Search code examples
javapython-3.xlogstashfilebeat

Filebeat vs Directly pushing logs to logstash from application


I am planning to architect a centralized logging system for one of our project which has multiple components written in Java, Python & Scala. I want to collect logs from different parts ( REST Server, Spark Jobs, Airflow server ) to logstash and index into Elastic search. I could see there are direct libraries in both Python & Java logging modules to push logs directly to logstash from application. And I could see filebeat which can be configured on servers to push logs to logstash from files. What is the advantage of having filebeat rather than sending logs directly to logstash?

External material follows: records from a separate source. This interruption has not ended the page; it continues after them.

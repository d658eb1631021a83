//! Sleuth - Planner and web search orchestration engine
//!
//! Sleuth answers a natural-language question by splitting it into independent subtasks,
//! researching every subtask concurrently on the web, and merging the per-subtask answers into
//! one final answer.
//!
//! # Architecture
//!
//! This crate follows Clean Architecture / Hexagonal Architecture principles:
//!
//! - **Domain Layer** (`domain`): models, errors and ports
//! - **Service Layer** (`services`): the task planner and the per-subtask orchestrator
//! - **Adapters** (`adapters`): Anthropic, Google Custom Search and in-memory test doubles
//! - **Application Layer** (`application`): wiring adapters into a pipeline
//! - **Infrastructure Layer** (`infrastructure`): configuration and logging
//! - **CLI Layer** (`cli`): Command-line interface
//!
//! # Example
//!
//! ```ignore
//! use sleuth::application::ResearchPipeline;
//! use sleuth::infrastructure::config::ConfigLoader;
//!
//! #[tokio::main]
//! async fn main() -> anyhow::Result<()> {
//!     let config = ConfigLoader::load()?;
//!     let pipeline = ResearchPipeline::from_config(&config)?;
//!     let answer = pipeline.answer("Compare the GDP of Japan and Germany in 2023").await?;
//!     println!("{}", answer.text);
//!     Ok(())
//! }
//! ```

pub mod adapters;
pub mod application;
pub mod cli;
pub mod domain;
pub mod infrastructure;
pub mod services;

// Re-export commonly used types for convenience
pub use application::{Collaborators, ResearchPipeline};
pub use domain::errors::{CollaboratorError, PlanningError, SubtaskError};
pub use domain::models::{Config, FinalAnswer, ResearchEvent, SubtaskResult};
pub use infrastructure::config::{ConfigError, ConfigLoader};
pub use services::{TaskPlanner, WebSearchOrchestrator};
//! Quality gate shared by the search level and the answer level.

use std::sync::Arc;

use tracing::warn;

use crate::domain::models::QualityVerdict;
use crate::domain::ports::Prompted;

/// Which level of the orchestrator a verdict is for.
#[derive(Debug, Clone, Copy, PartialEq, Eq)]
pub enum EvaluationLevel {
    /// Coverage of accumulated search results
    Search,
    /// Quality of a synthesized answer
    Answer,
}

impl EvaluationLevel {
    /// Name used in log fields.
    pub const fn as_str(&self) -> &'static str {
        match self {
            Self::Search => "search",
            Self::Answer => "answer",
        }
    }
}

/// Wraps a judging call site so that it always yields a verdict.
///
/// A failing judge is read as "insufficient", which drives the retry loop instead of failing
/// the subtask.
pub struct QualityEvaluator<I> {
    judge: Arc<dyn Prompted<I, QualityVerdict>>,
    level: EvaluationLevel,
}

impl<I> Clone for QualityEvaluator<I> {
    fn clone(&self) -> Self {
        Self {
            judge: Arc::clone(&self.judge),
            level: self.level,
        }
    }
}

impl<I> QualityEvaluator<I>
where
    I: Send + Sync,
{
    /// Judge with `judge`, logging verdicts under `level`.
    pub fn new(judge: Arc<dyn Prompted<I, QualityVerdict>>, level: EvaluationLevel) -> Self {
        Self { judge, level }
    }

    /// Which transition this evaluator guards.
    pub const fn level(&self) -> EvaluationLevel {
        self.level
    }

    /// Judge `input`. A judge error comes back as an insufficient verdict.
    pub async fn evaluate(&self, input: &I) -> QualityVerdict {
        match self.judge.invoke(input).await {
            Ok(verdict) => verdict,
            Err(e) => {
                warn!(level = self.level.as_str(), error = %e, "Evaluation failed, treating as insufficient");
                QualityVerdict::insufficient(format!("Evaluation failed: {e}"), None)
            }
        }
    }
}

What is the best practice?


Solution

  • Here are a few pros and cons of both approaches:

    Application Logs => Logstash

    Pros:

    • Lesser components to manage and straight forward pipeline

    Cons:

    • Congestion at Logstash or its outage may adversely affect your application
    • Changes to log destination may require you to redeploy or restart your application

    Application Logs => Filebeat => Logstash

    Pros:

    • Filebeat is a lightweight utility which allows you to decouple your log processing from application logic
    • Change of log destination is a breeze, and it natively supports load-balancing among multiple instances of logstash destinations
    • Logs can be enriched with additional fields, or you can perform conditional processing of logs just by changing filebeat configurations, e.g. send logs for customer A to Logstash A
    • Logs are buffered locally and will be reliably transferred to Logstash even if logstash process gets restarted or becomes unavailable for a certain amount of time (Provided your log files remain on the disk to be consumed by filebeat and has appropriate configs)

    Cons:

    • Another component to manage in your application architecture
    • Requires additional system resources (usually does very lightweight processing)